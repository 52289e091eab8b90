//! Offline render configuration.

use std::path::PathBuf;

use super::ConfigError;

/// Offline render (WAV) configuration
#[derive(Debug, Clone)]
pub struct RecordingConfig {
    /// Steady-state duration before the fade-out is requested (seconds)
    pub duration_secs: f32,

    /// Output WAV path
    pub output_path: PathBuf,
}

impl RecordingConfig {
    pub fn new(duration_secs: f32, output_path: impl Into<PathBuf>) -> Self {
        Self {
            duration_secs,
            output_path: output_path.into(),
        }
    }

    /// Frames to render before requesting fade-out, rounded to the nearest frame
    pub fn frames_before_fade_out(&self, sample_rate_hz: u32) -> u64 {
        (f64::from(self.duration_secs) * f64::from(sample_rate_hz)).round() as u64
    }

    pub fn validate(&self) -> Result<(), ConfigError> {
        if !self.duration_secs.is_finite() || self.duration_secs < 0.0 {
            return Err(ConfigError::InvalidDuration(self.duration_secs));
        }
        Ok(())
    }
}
- - -
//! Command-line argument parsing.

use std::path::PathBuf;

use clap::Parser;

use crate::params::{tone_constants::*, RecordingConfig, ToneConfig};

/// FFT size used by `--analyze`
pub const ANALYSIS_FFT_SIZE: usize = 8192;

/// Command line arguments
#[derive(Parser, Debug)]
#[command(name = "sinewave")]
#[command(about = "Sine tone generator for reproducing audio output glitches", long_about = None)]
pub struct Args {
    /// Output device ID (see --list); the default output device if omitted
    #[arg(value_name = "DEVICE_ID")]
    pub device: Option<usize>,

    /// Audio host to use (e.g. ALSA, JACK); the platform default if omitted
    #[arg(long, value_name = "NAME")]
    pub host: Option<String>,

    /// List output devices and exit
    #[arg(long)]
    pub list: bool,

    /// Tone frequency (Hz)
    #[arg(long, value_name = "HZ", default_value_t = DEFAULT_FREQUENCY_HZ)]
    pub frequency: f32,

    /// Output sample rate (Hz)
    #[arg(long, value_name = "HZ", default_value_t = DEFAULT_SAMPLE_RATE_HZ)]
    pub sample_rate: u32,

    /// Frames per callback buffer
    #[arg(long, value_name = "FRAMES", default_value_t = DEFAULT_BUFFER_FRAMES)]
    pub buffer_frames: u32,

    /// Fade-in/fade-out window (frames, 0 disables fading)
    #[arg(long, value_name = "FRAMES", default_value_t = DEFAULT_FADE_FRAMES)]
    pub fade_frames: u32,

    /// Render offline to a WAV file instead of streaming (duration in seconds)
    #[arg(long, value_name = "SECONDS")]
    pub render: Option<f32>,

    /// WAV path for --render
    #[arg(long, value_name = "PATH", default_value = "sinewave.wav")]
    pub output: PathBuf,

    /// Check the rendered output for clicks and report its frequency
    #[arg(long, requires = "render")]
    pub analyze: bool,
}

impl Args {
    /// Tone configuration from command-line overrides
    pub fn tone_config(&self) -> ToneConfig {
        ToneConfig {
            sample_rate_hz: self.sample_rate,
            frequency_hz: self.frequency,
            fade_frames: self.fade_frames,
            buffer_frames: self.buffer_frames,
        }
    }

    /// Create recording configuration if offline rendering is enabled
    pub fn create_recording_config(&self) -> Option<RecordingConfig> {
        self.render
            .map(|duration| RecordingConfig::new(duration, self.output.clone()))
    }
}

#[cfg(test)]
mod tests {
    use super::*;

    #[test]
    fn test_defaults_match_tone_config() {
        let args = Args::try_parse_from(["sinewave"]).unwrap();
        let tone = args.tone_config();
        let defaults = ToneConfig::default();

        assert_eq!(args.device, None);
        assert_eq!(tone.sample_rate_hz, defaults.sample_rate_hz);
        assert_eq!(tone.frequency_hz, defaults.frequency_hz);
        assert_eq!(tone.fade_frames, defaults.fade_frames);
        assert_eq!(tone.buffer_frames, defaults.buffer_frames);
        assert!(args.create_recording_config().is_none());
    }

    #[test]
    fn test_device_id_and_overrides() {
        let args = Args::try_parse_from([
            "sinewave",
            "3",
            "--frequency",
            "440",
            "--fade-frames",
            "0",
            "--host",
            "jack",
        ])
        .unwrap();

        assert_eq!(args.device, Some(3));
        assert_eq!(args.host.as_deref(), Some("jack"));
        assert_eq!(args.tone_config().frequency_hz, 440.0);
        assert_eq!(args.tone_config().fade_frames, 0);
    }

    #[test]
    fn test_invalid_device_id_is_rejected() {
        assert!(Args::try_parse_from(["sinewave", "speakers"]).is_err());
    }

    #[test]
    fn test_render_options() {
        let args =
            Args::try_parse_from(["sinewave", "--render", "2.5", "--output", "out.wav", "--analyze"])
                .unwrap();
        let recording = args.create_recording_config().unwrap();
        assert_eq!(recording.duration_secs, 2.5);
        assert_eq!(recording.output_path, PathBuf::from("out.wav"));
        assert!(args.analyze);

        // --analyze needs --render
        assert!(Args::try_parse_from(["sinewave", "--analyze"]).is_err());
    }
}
- - -
**ASSIGNMENT**
The listing above holds a line with "the nearest frame" and a line with "pub fn validate(&self)". Print the stretch from the first through the second, exactly and alone.

**RESULT FOR THIS EXERCISE**
    /// Frames to render before requesting fade-out, rounded to the nearest frame
    pub fn frames_before_fade_out(&self, sample_rate_hz: u32) -> u64 {
        (f64::from(self.duration_secs) * f64::from(sample_rate_hz)).round() as u64
    }

    pub fn validate(&self) -> Result<(), ConfigError> {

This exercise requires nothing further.